Adult, 10-14 weeks, C57BL6 Charles River female (19-25 g) or male (23-30 g) mice were kept on a standard chow diet with free access to water. Mice were group-housed in open cages under 12:12 hours light:dark cycles. All animal procedures and experiments were approved by the Animal Experiments Committee of the University Medical Centre Utrecht and Utrecht University and were performed in accordance with the guidelines of the European Communities Council Directive.

Experimental Design

Animals were randomly divided into three groups (N=14 per group) and received saline, vehicle (1mmol β-cyclodextrin) or 10 mg/kg LEI-102 treatment. Mice underwent transient middle cerebral artery occlusion with an intraluminal filament for one hour. With the filament still inserted, mice were subjected to diffusion-weighted MRI to detect the ischemic area. Subsequently, mice received three serial intraperitoneal injections of either saline, vehicle or LEI-102 (volume = body weight x 5 ul), at 20 min, 24 h and 48 h after reperfusion. At day three, mice were subjected to T2-weighted MRI to determine the final lesion size. Thereafter, mice were euthanized under isoflurane anesthesia and a subsequent cardiac puncture followed by intracardial perfusion with 10 mL PBS. The femur, spleen and brain were harvested for further flow cytometry analysis.

Middle cerebral artery occlusion

Mice were subjected to one hour of right middle cerebral artery occlusion (MCAo)1 followed by reperfusion for 72 hours. Anesthesia was induced with 4.0% isoflurane and maintained at 1.5-2.0% during surgery. Body temperature was monitored using a rectal probe and maintained at 37 ± 0.5 °C. A local anesthetic, lidocaine, was applied to the area of the surgical incision.

A midline incision was performed near the neck and connective tissue was pulled back to expose the common carotid artery (CCA), external carotid artery (ECA) and the internal carotid artery (ICA).
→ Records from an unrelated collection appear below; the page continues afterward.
//! Device object: owns every registry and gates requests on readiness
//!
//! A [`Device`] is built once per bus. Every operation first checks that
//! the collaborator interfaces are acquired and fails with
//! [`VeilError::DeviceNotReady`] otherwise. Client teardown and
//! cancellation are not gated.

use std::sync::atomic::{AtomicBool, Ordering};
use std::sync::Arc;

use tracing::{error, info};

use crate::bus::Bus;
use crate::cleanup::{CleanupCoordinator, CleanupReport};
use crate::config::DeviceConfig;
use crate::error::{Result, VeilError};
use crate::evtchn::ChannelRegistry;
use crate::gnttab::{GrantRequest, GrantResult, GrantTable, MapRequest};
use crate::queue::{PendingQueue, PendingRequest};
use crate::store::StoreGateway;
use crate::types::{ClientId, DomainId, EventHandle, LocalPort, RequestId, StorePermission, UserVa, WatchHandle};
use crate::watch::WatchRegistry;

pub struct Device {
    bus: Bus,
    queue: Arc<PendingQueue>,
    gnttab: Arc<GrantTable>,
    channels: Arc<ChannelRegistry>,
    watches: Arc<WatchRegistry>,
    store: StoreGateway,
    cleanup: CleanupCoordinator,
    interfaces_acquired: AtomicBool,
}

impl Device {
    /// Build the registries and acquire the collaborator interfaces
    pub fn new(bus: Bus, config: &DeviceConfig) -> Result<Self> {
        let spawn_failed = |what: &str, e: std::io::Error| {
            error!("{} workers could not start: {}", what, e);
            VeilError::ResourceExhausted(format!("{what} workers: {e}"))
        };

        let channels = Arc::new(
            ChannelRegistry::new(
                bus.evtchn.clone(),
                bus.handles.clone(),
                config.deferred_workers,
                config.deferred_queue_depth,
            )
            .map_err(|e| spawn_failed("deferred", e))?,
        );

        let queue = Arc::new(PendingQueue::new());
        let gnttab = Arc::new(GrantTable::new(bus.clone(), queue.clone(), channels.clone())?);
        let watches = Arc::new(WatchRegistry::new(bus.store.clone(), bus.handles.clone()));
        let store = StoreGateway::new(bus.store.clone());

        let cleanup = CleanupCoordinator::new(
            gnttab.clone(),
            channels.clone(),
            watches.clone(),
            config.cleanup_queue_depth,
        )
        .map_err(|e| spawn_failed("cleanup", e))?;

        info!("device ready");
        Ok(Self {
            bus,
            queue,
            gnttab,
            channels,
            watches,
            store,
            cleanup,
            interfaces_acquired: AtomicBool::new(true),
        })
    }

    pub fn bus(&self) -> &Bus {
        &self.bus
    }

    pub fn acquire_interfaces(&self) {
        if !self.interfaces_acquired.swap(true, Ordering::AcqRel) {
            info!("interfaces acquired");
        }
    }

    pub fn release_interfaces(&self) {
        if self.interfaces_acquired.swap(false, Ordering::AcqRel) {
            info!("interfaces released");
        }
    }

    pub fn is_ready(&self) -> bool {
        self.interfaces_acquired.load(Ordering::Acquire)
    }

    fn ready(&self) -> Result<()> {
        if self.is_ready() {
            Ok(())
        } else {
            Err(VeilError::DeviceNotReady)
        }
    }

    // ---- grants and maps ----

    pub fn permit_foreign_access(&self, client: ClientId, request: &GrantRequest) -> Result<PendingRequest> {
        self.ready()?;
        self.gnttab.permit_foreign_access(client, request)
    }

    pub fn get_grant_result(&self, client: ClientId, request_id: u64, result_len: usize) -> Result<GrantResult> {
        self.ready()?;
        self.gnttab.get_grant_result(client, request_id, result_len)
    }

    pub fn revoke_foreign_access(&self, client: ClientId, request_id: u64) -> Result<()> {
        self.ready()?;
        self.gnttab.revoke_foreign_access(client, request_id)
    }

    pub fn map_foreign_pages(&self, client: ClientId, request: &MapRequest) -> Result<PendingRequest> {
        self.ready()?;
        self.gnttab.map_foreign_pages(client, request)
    }

    pub fn get_map_result(&self, client: ClientId, request_id: u64) -> Result<UserVa> {
        self.ready()?;
        self.gnttab.get_map_result(client, request_id)
    }

    pub fn unmap_foreign_pages(&self, client: ClientId, request_id: u64) -> Result<()> {
        self.ready()?;
        self.gnttab.unmap_foreign_pages(client, request_id)
    }

    // ---- event channels ----

    pub fn bind_unbound_channel(
        &self,
        client: ClientId,
        remote: DomainId,
        mask: bool,
        event: EventHandle,
    ) -> Result<LocalPort> {
        self.ready()?;
        self.channels.bind_unbound(client, remote, mask, event)
    }

    pub fn bind_interdomain_channel(
        &self,
        client: ClientId,
        remote: DomainId,
        remote_port: LocalPort,
        mask: bool,
        event: EventHandle,
    ) -> Result<LocalPort> {
        self.ready()?;
        self.channels.bind_interdomain(client, remote, remote_port, mask, event)
    }

    pub fn close_channel(&self, client: ClientId, port: LocalPort) -> Result<()> {
        self.ready()?;
        self.channels.close(port, client)
    }

    pub fn notify_channel(&self, client: ClientId, port: LocalPort) -> Result<()> {
        self.ready()?;
        self.channels.notify(port, Some(client))
    }

    pub fn unmask_channel(&self, client: ClientId, port: LocalPort) -> Result<()> {
        self.ready()?;
        self.channels.unmask(port, client)
    }

    // ---- store ----

    pub fn add_watch(&self, client: ClientId, path: &str, event: EventHandle) -> Result<WatchHandle> {
        self.ready()?;
        self.watches.add_watch(client, path, event)
    }

    pub fn remove_watch(&self, client: ClientId, watch: WatchHandle) -> Result<()> {
        self.ready()?;
        self.watches.remove_watch(client, watch)
    }

    pub fn store_read(&self, path: &str) -> Result<String> {
        self.ready()?;
        self.store.read(path)
    }

    pub fn store_write(&self, path: &str, value: &str) -> Result<()> {
        self.ready()?;
        self.store.write(path, value)
    }

    pub fn store_directory(&self, path: &str) -> Result<Vec<String>> {
        self.ready()?;
        self.store.directory(path)
    }

    pub fn store_remove(&self, path: &str) -> Result<()> {
        self.ready()?;
        self.store.remove(path)
    }

    pub fn store_set_permissions(&self, path: &str, permissions: &[StorePermission]) -> Result<()> {
        self.ready()?;
        self.store.set_permissions(path, permissions)
    }

    // ---- teardown ----

    /// Cancel one parked request; false if it already completed
    pub fn cancel(&self, id: RequestId) -> bool {
        self.cleanup.cancel(id)
    }

    pub fn cancel_client(&self, client: ClientId) -> usize {
        self.cleanup.cancel_client(client)
    }

    /// Release the watches and channels of a departing client
    pub fn cleanup_client(&self, client: ClientId) -> CleanupReport {
        self.cleanup.cleanup_client(client)
    }

    /// Wait for queued cancellations to finish
    pub fn flush(&self) {
        self.cleanup.flush();
    }

    // ---- accounting ----

    pub fn pending_count(&self) -> usize {
        self.queue.len()
    }

    pub fn channel_count(&self) -> usize {
        self.channels.len()
    }

    pub fn watch_count(&self) -> usize {
        self.watches.len()
    }
}

#[cfg(test)]
mod tests {
    use super::*;
    use crate::bus::Loopback;
    use crate::error::Status;
    use crate::types::GrantFlags;

    fn device() -> (Arc<Loopback>, Device) {
        let lb = Arc::new(Loopback::new(DomainId(0), 1024, 2));
        let config = DeviceConfig {
            deferred_workers: 2,
            ..DeviceConfig::default()
        };
        let device = Device::new(Bus::loopback(lb.clone()), &config).unwrap();
        (lb, device)
    }

    #[test]
    fn test_requests_gated_on_interfaces() {
        let (lb, device) = device();
        let client = ClientId(1);
        let (event, _) = lb.create_event(client);

        device.release_interfaces();
        assert!(!device.is_ready());
        assert_eq!(
            device
                .bind_unbound_channel(client, DomainId(1), false, event)
                .unwrap_err()
                .status(),
            Status::DeviceNotReady
        );
        assert_eq!(device.store_read("x").unwrap_err().status(), Status::DeviceNotReady);

        device.acquire_interfaces();
        assert!(device.bind_unbound_channel(client, DomainId(1), false, event).is_ok());
    }

    #[test]
    fn test_cleanup_runs_while_not_ready() {
        let (lb, device) = device();
        let client = ClientId(1);
        let (event, _) = lb.create_event(client);
        device.bind_unbound_channel(client, DomainId(1), false, event).unwrap();

        device.release_interfaces();
        assert_eq!(device.cleanup_client(client).channels, 1);
        assert_eq!(device.channel_count(), 0);
    }

    #[test]
    fn test_grant_lifecycle_through_device() {
        let (lb, device) = device();
        let client = ClientId(1);
        let request = GrantRequest {
            remote: DomainId(1),
            pages: 4,
            flags: GrantFlags::empty(),
            notify_offset: 0,
            notify_port: LocalPort(0),
            request_id: 1,
        };

        let pending = device.permit_foreign_access(client, &request).unwrap();
        assert_eq!(device.pending_count(), 1);
        device.revoke_foreign_access(client, 1).unwrap();
        assert_eq!(pending.status(), Some(Status::Success));
        assert_eq!(device.pending_count(), 0);
        assert_eq!(lb.stats().active_grants, 0);
    }
}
A 6-0 suture was inserted around the CCA for a temporary closure of CCA flow. Another 7-0 suture was tied in a permanent knot around the ECA distal from the bifurcation. The branching arteries from the ECA were coagulated before preparing the final loose collar suture (6-0 silk) around the proximal ECA just above the CCA bifurcation. A vascular clamp was placed on the CCA after which an arteriotomy of the reflected ECA was performed. A 220 μm silicon-tipped monofilament was introduced via the arteriotomy in the ECA until the applied vascular clamp in the bifurcation was reached. The loose collar suture round the proximal ECA was tightened before the vascular clamp was removed. The ECA was cut close to the permanent suture and it was flipped parallel with the CCA. The filament was guided to the base of the MCA through the ICA until a mild resistance was felt (9-11 mm from the bifurcation).
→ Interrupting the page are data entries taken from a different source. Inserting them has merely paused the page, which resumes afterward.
impl MemoryOps for Loopback {
    fn allocate(&self, pages: u32) -> BusResult<KernelBuffer> {
        if self.should_fail(FaultPoint::Allocate) {
            return Err(BusError::OutOfResources);
        }

        let mut mem = self.mem.lock();
        if mem.allocated_pages + pages as u64 > self.memory_limit_pages {
            debug!(
                "loopback: allocation of {} pages over limit ({} in use, limit {})",
                pages, mem.allocated_pages, self.memory_limit_pages
            );
            return Err(BusError::OutOfResources);
        }

        let start = mem.next_pfn;
        mem.next_pfn += pages as u64;
        mem.allocated_pages += pages as u64;

        let id = self.next_id();
        mem.owned.insert(id, pages);
        trace!("loopback: allocated buffer {} ({} pages at pfn {:#x})", id, pages, start);

        Ok(KernelBuffer {
            id,
            frames: (start..start + pages as u64).map(Pfn).collect(),
        })
    }

    fn free(&self, buffer: KernelBuffer) {
        let still_granted = {
            let grants = self.grants.lock();
            buffer
                .frames
                .iter()
                .filter(|pfn| grants.granted_pfns.contains_key(pfn))
                .count()
        };
        if still_granted > 0 {
            self.violation(&format!(
                "buffer {} freed with {} pages still granted",
                buffer.id, still_granted
            ));
        }

        let mut mem = self.mem.lock();
        let owned = mem.owned.remove(&buffer.id);
        match owned {
            Some(pages) => {
                mem.allocated_pages -= pages as u64;
                for pfn in &buffer.frames {
                    mem.frames.remove(pfn);
                }
            }
            None => {
                drop(mem);
                self.violation(&format!("free of unknown buffer {}", buffer.id));
            }
        }
    }

    fn map_io_space(&self, mapping: &ForeignMapping) -> BusResult<KernelBuffer> {
        if self.should_fail(FaultPoint::MapIoSpace) {
            return Err(BusError::OutOfResources);
        }

        let frames = self
            .grants
            .lock()
            .mappings
            .get(&mapping.id)
            .map(|m| m.frames.clone())
            .ok_or(BusError::NotFound)?;

        let id = self.next_id();
        self.mem.lock().io.insert(id, mapping.pages);
        Ok(KernelBuffer { id, frames })
    }

    fn unmap_io_space(&self, buffer: KernelBuffer) {
        if self.mem.lock().io.remove(&buffer.id).is_none() {
            self.violation(&format!("unmap of unknown io mapping {}", buffer.id));
        }
    }

    fn map_user(&self, client: ClientId, buffer: &KernelBuffer) -> BusResult<UserVa> {
        if self.should_fail(FaultPoint::MapUser) {
            return Err(BusError::OutOfResources);
        }

        let mut mem = self.mem.lock();
        let arena = mem.arenas.entry(client).or_insert_with(|| Arena {
            next_va: USER_ARENA_BASE,
            regions: BTreeMap::new(),
        });

        let va = arena.next_va;
        // one guard page between regions
        arena.next_va += (buffer.frames.len() as u64 + 1) * PAGE_SIZE as u64;
        arena.regions.insert(
            va,
            Region {
                buffer_id: buffer.id,
                frames: buffer.frames.clone(),
            },
        );
        trace!("loopback: mapped buffer {} at {:#x} for {}", buffer.id, va, client);
        Ok(UserVa(va))
    }

    fn unmap_user(&self, client: ClientId, va: UserVa, buffer: &KernelBuffer) {
        let removed = {
            let mut mem = self.mem.lock();
            mem.arenas.get_mut(&client).and_then(|arena| {
                let owned_by_buffer = arena
                    .regions
                    .get(&va.0)
                    .map_or(false, |region| region.buffer_id == buffer.id);
                if owned_by_buffer {
                    arena.regions.remove(&va.0)
                } else {
                    None
                }
            })
        };
        if removed.is_none() {
            self.violation(&format!("unmap of {} not mapped for {}", va, client));
        }
    }

    fn poke(&self, buffer: &KernelBuffer, offset: u64, value: u8) {
        let mut mem = self.mem.lock();
        write_byte(&mut mem.frames, &buffer.frames, offset, value);
    }
}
After an hour of MCAo the suture around the filament was loosened, the filament was carefully withdrawn and the suture around the ECA was permanently tied. Buprenorphine (0.05 mg/kg) was injected in the wound immediately after surgery for pain relief. The wound was cleaned using an alcohol pad and the skin was closed with stitches. A 1 mL saline injection was given subcutaneously for fluid replacement. The mice were placed in a heated recovery cage for one hour

MRI

MRI scans were acquired on a 9.4T Varian small animal MR system with a Varian gradient (inner diameter = 60 mm, maximum gradient strength 1000 mT/m) and a Bruker Biospin MRI GmhB quadrature coil (inner diameter = 35mm). Mice were anesthetized as described above and anesthesia was maintained with 1.5-2.0 % Isoflurane in 0.3 L/min O2 under spontaneous breathing. Body temperature was monitored using a rectal probe and maintained at 37 ± 0.5 °C  

During MCAO, diffusion-weighted imaging (DWI: repetition time (TR) = 5000 ms, effective echo time (TE) = 23.5 ms, n = 6, b=0 , 1200 s/mm2 , slice thickness = 0.5mm , data matrix = 100 x 100, field of view = 20 x 10 x 20) was executed, from which apparent diffusion coefficient (ADC) maps were calculated for delineation of the acute ischemic lesion.
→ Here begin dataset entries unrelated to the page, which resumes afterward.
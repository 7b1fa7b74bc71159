//! Veil error types and the status surface returned to clients

use serde::{Deserialize, Serialize};
use thiserror::Error;

use crate::bus::BusError;

/// Result type for Veil operations
pub type Result<T> = std::result::Result<T, VeilError>;

/// Errors produced by the core
#[derive(Debug, Error)]
pub enum VeilError {
    /// Caller broke the request contract; nothing was touched
    #[error("Invalid parameter: {0}")]
    InvalidParameter(String),

    /// Request or result buffer has the wrong size
    #[error("Invalid buffer size: expected {expected} bytes, got {actual}")]
    InvalidSize { expected: usize, actual: usize },

    /// Output buffer was empty; `needed` bytes are required
    #[error("Buffer overflow: {needed} bytes required")]
    BufferOverflow { needed: usize },

    #[error("Resources exhausted: {0}")]
    ResourceExhausted(String),

    #[error("Not found: {0}")]
    NotFound(String),

    #[error("Unsupported request code {0:#x}")]
    Unsupported(u32),

    /// Collaborator interfaces are not acquired
    #[error("Device not ready")]
    DeviceNotReady,

    #[error("Bus error: {0}")]
    Bus(#[from] BusError),

    #[error("Request cancelled")]
    Cancelled,
}

impl VeilError {
    pub fn invalid(msg: impl Into<String>) -> Self {
        Self::InvalidParameter(msg.into())
    }

    pub fn not_found(msg: impl Into<String>) -> Self {
        Self::NotFound(msg.into())
    }

    /// Map to the status reported to the client
    pub fn status(&self) -> Status {
        match self {
            Self::InvalidParameter(_) => Status::InvalidParameter,
            Self::InvalidSize { .. } => Status::InvalidSize,
            Self::BufferOverflow { .. } => Status::BufferOverflow,
            Self::ResourceExhausted(_) => Status::ResourceExhausted,
            Self::NotFound(_) => Status::NotFound,
            Self::Unsupported(_) => Status::UnsupportedRequest,
            Self::DeviceNotReady => Status::DeviceNotReady,
            Self::Cancelled => Status::Cancelled,
            Self::Bus(e) => e.status(),
        }
    }
}

/// Completion status of a request
///
/// The numeric codes are stable and travel on the wire.
#[derive(Debug, Clone, Copy, PartialEq, Eq, Hash, Serialize, Deserialize)]
#[serde(rename_all = "snake_case")]
pub enum Status {
    Success,
    Pending,
    InvalidParameter,
    InvalidSize,
    BufferOverflow,
    ResourceExhausted,
    NotFound,
    UnsupportedRequest,
    DeviceNotReady,
    Cancelled,
    /// Collaborator failure with no closer match
    Unsuccessful,
}

impl Status {
    pub const fn code(self) -> u32 {
        match self {
            Status::Success => 0x0000_0000,
            Status::Pending => 0x0000_0103,
            Status::BufferOverflow => 0x8000_0005,
            Status::Unsuccessful => 0xC000_0001,
            Status::InvalidParameter => 0xC000_000D,
            Status::UnsupportedRequest => 0xC000_0010,
            Status::ResourceExhausted => 0xC000_009A,
            Status::DeviceNotReady => 0xC000_00A3,
            Status::Cancelled => 0xC000_0120,
            Status::InvalidSize => 0xC000_0206,
            Status::NotFound => 0xC000_0225,
        }
    }

    pub fn from_code(code: u32) -> Option<Self> {
        [
            Status::Success,
            Status::Pending,
            Status::InvalidParameter,
            Status::InvalidSize,
            Status::BufferOverflow,
            Status::ResourceExhausted,
            Status::NotFound,
            Status::UnsupportedRequest,
            Status::DeviceNotReady,
            Status::Cancelled,
            Status::Unsuccessful,
        ]
        .into_iter()
        .find(|s| s.code() == code)
    }

    pub fn is_success(self) -> bool {
        self == Status::Success
    }
}

impl std::fmt::Display for Status {
    fn fmt(&self, f: &mut std::fmt::Formatter<'_>) -> std::fmt::Result {
        write!(f, "{:?} ({:#010x})", self, self.code())
    }
}

/// Report a broken teardown invariant and stop
///
/// Used where a resource can no longer be returned to the bus (a grant
/// that will not revoke, a mapping that will not unmap, a watch that
/// will not unregister). Continuing would leave foreign access open.
#[track_caller]
pub fn invariant_violation(what: &str, err: &dyn std::fmt::Display) -> ! {
    tracing::error!(%err, "invariant violation: {}", what);
    panic!("invariant violation: {what}: {err}");
}

#[cfg(test)]
mod tests {
    use super::*;

    #[test]
    fn test_status_codes_roundtrip() {
        for status in [Status::Success, Status::Pending, Status::NotFound, Status::Cancelled] {
            assert_eq!(Status::from_code(status.code()), Some(status));
        }
        assert_eq!(Status::from_code(0xdead_beef), None);
    }

    #[test]
    fn test_bus_errors_map_to_status() {
        assert_eq!(VeilError::from(BusError::OutOfResources).status(), Status::ResourceExhausted);
        assert_eq!(VeilError::from(BusError::NotFound).status(), Status::NotFound);
        assert_eq!(
            VeilError::from(BusError::Rejected { code: -22 }).status(),
            Status::Unsuccessful
        );
    }

    #[test]
    #[should_panic(expected = "invariant violation")]
    fn test_invariant_violation_panics() {
        invariant_violation("revoke", &BusError::Unavailable);
    }
}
After 72 hours, a fast spin echo multi-slice acquisition (FSEMS: TR =4000 ms, echo spacing = 9.0 ms, Effective TE=27 ms, n = 4, 0.5mm slice thickness) coronal slices, with a field-of-view of 20 x 10 x 20 mm3 and a matrix of 256 x 20 x 256 were obtained to determine infarct volume.

Lesion progression was determined by a blinded researcher from the percent change in volume between the acute ischemic lesion and the final infarct. Data were analyzed by one-way ANOVA, with a post hoc Dunnett test.

Neurological test

A basic neurological test was used to assess the neurological status of the animals. Animals were tested 24 and 48 hours after stroke on a 21 point scale (Table 1), combined from Bertrand et al, the Garcia scale, and Bederson scale. 2-4 A two-way ANOVA was performed to determine treatment and time effects.  

Table 1 Neurological scoring scale (min = 2 max = 21)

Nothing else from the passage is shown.